───── Records shown

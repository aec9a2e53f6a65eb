//! Pipeline control signals and operation types.
//!
//! This module defines the signals decode attaches to every instruction. It performs:
//! 1. **Operation Classification:** ALU operation and branch condition.
//! 2. **Operand Selection:** Whether ALU operand B is `rt` or the immediate.
//! 3. **Memory and Register Control:** Which side effects the later stages perform.

use crate::isa::instruction::{InstClass, Instruction};

/// ALU operation types.
#[derive(Clone, Copy, Debug, Default, PartialEq, Eq)]
pub enum AluOp {
    /// Addition (also used for address computation).
    #[default]
    Add,
    /// Subtraction.
    Sub,
    /// Multiplication (low word).
    Mul,
    /// Set less than (signed).
    Slt,
}

/// Comparison performed by a conditional branch.
#[derive(Clone, Copy, Debug, PartialEq, Eq)]
pub enum BranchCond {
    /// `beq`
    Eq,
    /// `bne`
    Ne,
}

/// Control signals for pipeline execution.
#[derive(Clone, Copy, Debug, PartialEq, Eq)]
pub struct ControlSignals {
    /// Functional class the instruction was decoded into.
    pub class: InstClass,
    /// Destination register written at write-back.
    pub dest: Option<usize>,
    /// Enable memory read operation (load).
    pub mem_read: bool,
    /// Enable memory write operation (store).
    pub mem_write: bool,
    /// Condition of a conditional branch.
    pub branch: Option<BranchCond>,
    /// Instruction is an unconditional jump.
    pub jump: bool,
    /// ALU operation to perform.
    pub alu: AluOp,
    /// ALU operand B is the immediate rather than `rt`.
    pub b_imm: bool,
    /// Sign-extended immediate or memory offset.
    pub imm: i32,
}

impl ControlSignals {
    /// Derives the control signals for `inst`.
    pub const fn decode(inst: &Instruction) -> Self {
        let mut ctrl = Self {
            class: inst.class(),
            dest: inst.dest(),
            mem_read: false,
            mem_write: false,
            branch: None,
            jump: false,
            alu: AluOp::Add,
            b_imm: false,
            imm: 0,
        };
        match *inst {
            Instruction::Add { .. } => {}
            Instruction::Sub { .. } => ctrl.alu = AluOp::Sub,
            Instruction::Mul { .. } => ctrl.alu = AluOp::Mul,
            Instruction::Slt { .. } => ctrl.alu = AluOp::Slt,
            Instruction::Addi { imm, .. } => {
                ctrl.b_imm = true;
                ctrl.imm = imm;
            }
            Instruction::Lw { offset, .. } => {
                ctrl.mem_read = true;
                ctrl.b_imm = true;
                ctrl.imm = offset;
            }
            Instruction::Sw { offset, .. } => {
                ctrl.mem_write = true;
                ctrl.b_imm = true;
                ctrl.imm = offset;
            }
            Instruction::Beq { .. } => ctrl.branch = Some(BranchCond::Eq),
            Instruction::Bne { .. } => ctrl.branch = Some(BranchCond::Ne),
            Instruction::J { .. } => ctrl.jump = true,
        }
        ctrl
    }
}
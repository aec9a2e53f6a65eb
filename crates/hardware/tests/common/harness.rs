use mipsim_core::common::error::FatalError;
use mipsim_core::config::{Config, PipelineKind};
use mipsim_core::sim::{CycleReport, RunSummary};
use mipsim_core::{Program, Simulator};

pub struct TestContext {
    pub sim: Simulator,
    pub reports: Vec<CycleReport>,
}

impl TestContext {
    /// Builds a simulator for `source` on the given pipeline with default memory.
    pub fn new(source: &str, kind: PipelineKind) -> Self {
        Self::with_config(source, config_for(kind))
    }

    pub fn with_config(source: &str, config: Config) -> Self {
        let _ = tracing_subscriber::fmt()
            .with_test_writer()
            .with_env_filter("warn")
            .try_init();
        let program = Program::parse(source).expect("test program must parse");
        Self::from_program(program, config)
    }

    pub fn from_program(program: Program, config: Config) -> Self {
        Self {
            sim: Simulator::new(program, &config),
            reports: Vec::new(),
        }
    }

    /// Runs to completion, keeping every cycle report.
    pub fn run(&mut self) -> Result<RunSummary, FatalError> {
        self.sim.run(&mut self.reports)
    }

    /// Runs to completion and panics on a fatal error.
    pub fn run_ok(mut self) -> Self {
        if let Err(e) = self.run() {
            panic!("simulation failed: {e}");
        }
        self
    }

    /// Steps until the pipeline drains or `limit` cycles pass.
    pub fn step_until_done(&mut self, limit: u64) {
        while !self.sim.is_finished() {
            assert!(self.sim.cycles() < limit, "no drain within {limit} cycles");
            let report = self.sim.step().expect("step failed");
            self.reports.push(report);
        }
    }

    pub fn reg(&self, idx: usize) -> i32 {
        self.sim.registers()[idx]
    }

    pub fn mem(&self, addr: u32) -> i32 {
        self.sim.memory().read(addr)
    }

    /// Every non-zero data word as `(byte address, value)`.
    pub fn memory_image(&self) -> Vec<(u32, i32)> {
        self.sim.memory().non_zero().collect()
    }

    /// Report of the cycle in which `addr` was written, if any.
    pub fn write_cycle(&self, addr: u32) -> Option<&CycleReport> {
        self.reports
            .iter()
            .find(|r| r.memory_delta.iter().any(|&(a, _)| a == addr))
    }
}

pub fn config_for(kind: PipelineKind) -> Config {
    let mut config = Config::default();
    config.pipeline.kind = kind;
    config
}
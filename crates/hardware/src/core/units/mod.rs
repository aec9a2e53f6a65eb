//! Execution units and functional components.
//!
//! These are the pure functions the pipeline stages call into:
//! the ALU for arithmetic, the BRU for branch outcomes, and the LSU for
//! effective-address computation.

/// Arithmetic Logic Unit for integer operations.
pub mod alu;

/// Branch Resolution Unit.
pub mod bru;

/// Load/Store Unit for effective addresses.
pub mod lsu;
//! Memory Stages (MEM1, MEM2).
//!
//! MEM1 only models the extra cycle of the I-track. MEM2 performs the access:
//! loads read the word at the validated address, stores write the value they
//! captured at register read.

use tracing::trace;

use crate::core::Cpu;
use crate::core::pipeline::latches::{ExMemEntry, Latch, MemWbEntry};

/// Executes MEM1: moves the entry on when MEM2's latch is free.
pub fn mem1_stage(mem1: &mut Latch<ExMemEntry>, mem2: &mut Latch<ExMemEntry>) {
    if mem2.is_occupied() {
        return;
    }
    *mem2 = mem1.take();
}

/// Executes MEM2.
///
/// # Arguments
///
/// * `cpu` - Mutable reference to the CPU state
/// * `mem2` - Input latch; consumed unless write-back is still occupied
/// * `wb_i` - I-track write-back latch
pub fn mem2_stage(cpu: &mut Cpu, mem2: &mut Latch<ExMemEntry>, wb_i: &mut Latch<MemWbEntry>) {
    if wb_i.is_occupied() {
        return;
    }
    let entry = match mem2.take().into_entry() {
        Ok(entry) => entry,
        Err(sentinel) => {
            *wb_i = sentinel;
            return;
        }
    };

    let mut result = entry.result;
    if entry.ctrl.mem_read {
        result = cpu.memory.read(entry.addr);
        if cpu.trace {
            trace!(pc = entry.pc, addr = entry.addr, value = result, "MEM load");
        }
    } else if entry.ctrl.mem_write {
        cpu.memory.write(entry.addr, entry.store_data);
        if cpu.trace {
            trace!(pc = entry.pc, addr = entry.addr, value = entry.store_data, "MEM store");
        }
    }

    *wb_i = Latch::Instruction(MemWbEntry {
        pc: entry.pc,
        inst: entry.inst,
        ctrl: entry.ctrl,
        seq: entry.seq,
        result,
    });
}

──────────

» **What this task involves**
Give an exact copy of all the material above.

» **Your response**
repository aec9a2e53f6a65eb
//! Pipeline control signals and operation types.
//!
//! This module defines the signals decode attaches to every instruction. It performs:
//! 1. **Operation Classification:** ALU operation and branch condition.
//! 2. **Operand Selection:** Whether ALU operand B is `rt` or the immediate.
//! 3. **Memory and Register Control:** Which side effects the later stages perform.

use crate::isa::instruction::{InstClass, Instruction};

/// ALU operation types.
#[derive(Clone, Copy, Debug, Default, PartialEq, Eq)]
pub enum AluOp {
    /// Addition (also used for address computation).
    #[default]
    Add,
    /// Subtraction.
    Sub,
    /// Multiplication (low word).
    Mul,
    /// Set less than (signed).
    Slt,
}

/// Comparison performed by a conditional branch.
#[derive(Clone, Copy, Debug, PartialEq, Eq)]
pub enum BranchCond {
    /// `beq`
    Eq,
    /// `bne`
    Ne,
}

/// Control signals for pipeline execution.
#[derive(Clone, Copy, Debug, PartialEq, Eq)]
pub struct ControlSignals {
    /// Functional class the instruction was decoded into.
    pub class: InstClass,
    /// Destination register written at write-back.
    pub dest: Option<usize>,
    /// Enable memory read operation (load).
    pub mem_read: bool,
    /// Enable memory write operation (store).
    pub mem_write: bool,
    /// Condition of a conditional branch.
    pub branch: Option<BranchCond>,
    /// Instruction is an unconditional jump.
    pub jump: bool,
    /// ALU operation to perform.
    pub alu: AluOp,
    /// ALU operand B is the immediate rather than `rt`.
    pub b_imm: bool,
    /// Sign-extended immediate or memory offset.
    pub imm: i32,
}

impl ControlSignals {
    /// Derives the control signals for `inst`.
    pub const fn decode(inst: &Instruction) -> Self {
        let mut ctrl = Self {
            class: inst.class(),
            dest: inst.dest(),
            mem_read: false,
            mem_write: false,
            branch: None,
            jump: false,
            alu: AluOp::Add,
            b_imm: false,
            imm: 0,
        };
        match *inst {
            Instruction::Add { .. } => {}
            Instruction::Sub { .. } => ctrl.alu = AluOp::Sub,
            Instruction::Mul { .. } => ctrl.alu = AluOp::Mul,
            Instruction::Slt { .. } => ctrl.alu = AluOp::Slt,
            Instruction::Addi { imm, .. } => {
                ctrl.b_imm = true;
                ctrl.imm = imm;
            }
            Instruction::Lw { offset, .. } => {
                ctrl.mem_read = true;
                ctrl.b_imm = true;
                ctrl.imm = offset;
            }
            Instruction::Sw { offset, .. } => {
                ctrl.mem_write = true;
                ctrl.b_imm = true;
                ctrl.imm = offset;
            }
            Instruction::Beq { .. } => ctrl.branch = Some(BranchCond::Eq),
            Instruction::Bne { .. } => ctrl.branch = Some(BranchCond::Ne),
            Instruction::J { .. } => ctrl.jump = true,
        }
        ctrl
    }
}
repository aec9a2e53f6a65eb
filename crates/hardware/tests/common/harness.rs
use mipsim_core::common::error::FatalError;
use mipsim_core::config::{Config, PipelineKind};
use mipsim_core::sim::{CycleReport, RunSummary};
use mipsim_core::{Program, Simulator};

pub struct TestContext {
    pub sim: Simulator,
    pub reports: Vec<CycleReport>,
}

impl TestContext {
    /// Builds a simulator for `source` on the given pipeline with default memory.
    pub fn new(source: &str, kind: PipelineKind) -> Self {
        Self::with_config(source, config_for(kind))
    }

    pub fn with_config(source: &str, config: Config) -> Self {
        let _ = tracing_subscriber::fmt()
            .with_test_writer()
            .with_env_filter("warn")
            .try_init();
        let program = Program::parse(source).expect("test program must parse");
        Self::from_program(program, config)
    }

    pub fn from_program(program: Program, config: Config) -> Self {
        Self {
            sim: Simulator::new(program, &config),
            reports: Vec::new(),
        }
    }

    /// Runs to completion, keeping every cycle report.
    pub fn run(&mut self) -> Result<RunSummary, FatalError> {
        self.sim.run(&mut self.reports)
    }

    /// Runs to completion and panics on a fatal error.
    pub fn run_ok(mut self) -> Self {
        if let Err(e) = self.run() {
            panic!("simulation failed: {e}");
        }
        self
    }

    /// Steps until the pipeline drains or `limit` cycles pass.
    pub fn step_until_done(&mut self, limit: u64) {
        while !self.sim.is_finished() {
            assert!(self.sim.cycles() < limit, "no drain within {limit} cycles");
            let report = self.sim.step().expect("step failed");
            self.reports.push(report);
        }
    }

    pub fn reg(&self, idx: usize) -> i32 {
        self.sim.registers()[idx]
    }

    pub fn mem(&self, addr: u32) -> i32 {
        self.sim.memory().read(addr)
    }

    /// Every non-zero data word as `(byte address, value)`.
    pub fn memory_image(&self) -> Vec<(u32, i32)> {
        self.sim.memory().non_zero().collect()
    }

    /// Report of the cycle in which `addr` was written, if any.
    pub fn write_cycle(&self, addr: u32) -> Option<&CycleReport> {
        self.reports
            .iter()
            .find(|r| r.memory_delta.iter().any(|&(a, _)| a == addr))
    }
}

pub fn config_for(kind: PipelineKind) -> Config {
    let mut config = Config::default();
    config.pipeline.kind = kind;
    config
}
filename crates/hardware/src/core/units/mod.rs
repository aec9a2e53f6a65eb
//! Execution units and functional components.
//!
//! These are the pure functions the pipeline stages call into:
//! the ALU for arithmetic, the BRU for branch outcomes, and the LSU for
//! effective-address computation.

/// Arithmetic Logic Unit for integer operations.
pub mod alu;

/// Branch Resolution Unit.
pub mod bru;

/// Load/Store Unit for effective addresses.
pub mod lsu;
//! Memory Stages (MEM1, MEM2).
//!
//! MEM1 only models the extra cycle of the I-track. MEM2 performs the access:
//! loads read the word at the validated address, stores write the value they
//! captured at register read.

use tracing::trace;

use crate::core::Cpu;
use crate::core::pipeline::latches::{ExMemEntry, Latch, MemWbEntry};

/// Executes MEM1: moves the entry on when MEM2's latch is free.
pub fn mem1_stage(mem1: &mut Latch<ExMemEntry>, mem2: &mut Latch<ExMemEntry>) {
    if mem2.is_occupied() {
        return;
    }
    *mem2 = mem1.take();
}

/// Executes MEM2.
///
/// # Arguments
///
/// * `cpu` - Mutable reference to the CPU state
/// * `mem2` - Input latch; consumed unless write-back is still occupied
/// * `wb_i` - I-track write-back latch
pub fn mem2_stage(cpu: &mut Cpu, mem2: &mut Latch<ExMemEntry>, wb_i: &mut Latch<MemWbEntry>) {
    if wb_i.is_occupied() {
        return;
    }
    let entry = match mem2.take().into_entry() {
        Ok(entry) => entry,
        Err(sentinel) => {
            *wb_i = sentinel;
            return;
        }
    };

    let mut result = entry.result;
    if entry.ctrl.mem_read {
        result = cpu.memory.read(entry.addr);
        if cpu.trace {
            trace!(pc = entry.pc, addr = entry.addr, value = result, "MEM load");
        }
    } else if entry.ctrl.mem_write {
        cpu.memory.write(entry.addr, entry.store_data);
        if cpu.trace {
            trace!(pc = entry.pc, addr = entry.addr, value = entry.store_data, "MEM store");
        }
    }

    *wb_i = Latch::Instruction(MemWbEntry {
        pc: entry.pc,
        inst: entry.inst,
        ctrl: entry.ctrl,
        seq: entry.seq,
        result,
    });
}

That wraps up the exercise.